» **REQUIRED WORK**: Starting with the first line below, reproduce each line exactly until you have included the one bearing "pub use config::*;".

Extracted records
========================================================================
//! Ephemeral sandboxed code execution.
//!
//! Source text submitted by a caller is written into a private scratch
//! directory, run once inside a throwaway container with bounded memory, CPU
//! and wall-clock time, and reported back as a single `ExecutionResult`.
//!
//! # Architecture Overview
//!
//! - **Workspace**: per-request directory, removed when its guard drops
//! - **Executors**: container engine seam (`ContainerEngine`), the Docker
//!   implementation and the one-shot `SandboxRunner`
//! - **Reporter**: maps raw engine outcomes to `ExecutionResult`
//! - **Facade**: `CodeRunner::run_request`, the entry point for callers
//! - **Configuration**: YAML file plus `CODEBOX_*` environment overrides

pub mod config;
pub mod errors;
pub mod executors;
pub mod facade;
pub mod reporter;
pub mod request;
pub mod workspace;

pub use config::*;
pub use errors::{CodeboxError, EngineError};
pub use executors::{ContainerEngine, DockerEngine, SandboxRunner};
pub use facade::CodeRunner;
pub use reporter::{classify, ExecutionResult, RawOutcome};
pub use request::ExecutionRequest;
pub use workspace::{Workspace, WorkspaceManager};

#[cfg(any(test, feature = "test-utils"))]
pub mod test_utils;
========================================================================
» **RESULT**:
//! Ephemeral sandboxed code execution.
//!
//! Source text submitted by a caller is written into a private scratch
//! directory, run once inside a throwaway container with bounded memory, CPU
//! and wall-clock time, and reported back as a single `ExecutionResult`.
//!
//! # Architecture Overview
//!
//! - **Workspace**: per-request directory, removed when its guard drops
//! - **Executors**: container engine seam (`ContainerEngine`), the Docker
//!   implementation and the one-shot `SandboxRunner`
//! - **Reporter**: maps raw engine outcomes to `ExecutionResult`
//! - **Facade**: `CodeRunner::run_request`, the entry point for callers
//! - **Configuration**: YAML file plus `CODEBOX_*` environment overrides

pub mod config;
pub mod errors;
pub mod executors;
pub mod facade;
pub mod reporter;
pub mod request;
pub mod workspace;

pub use config::*;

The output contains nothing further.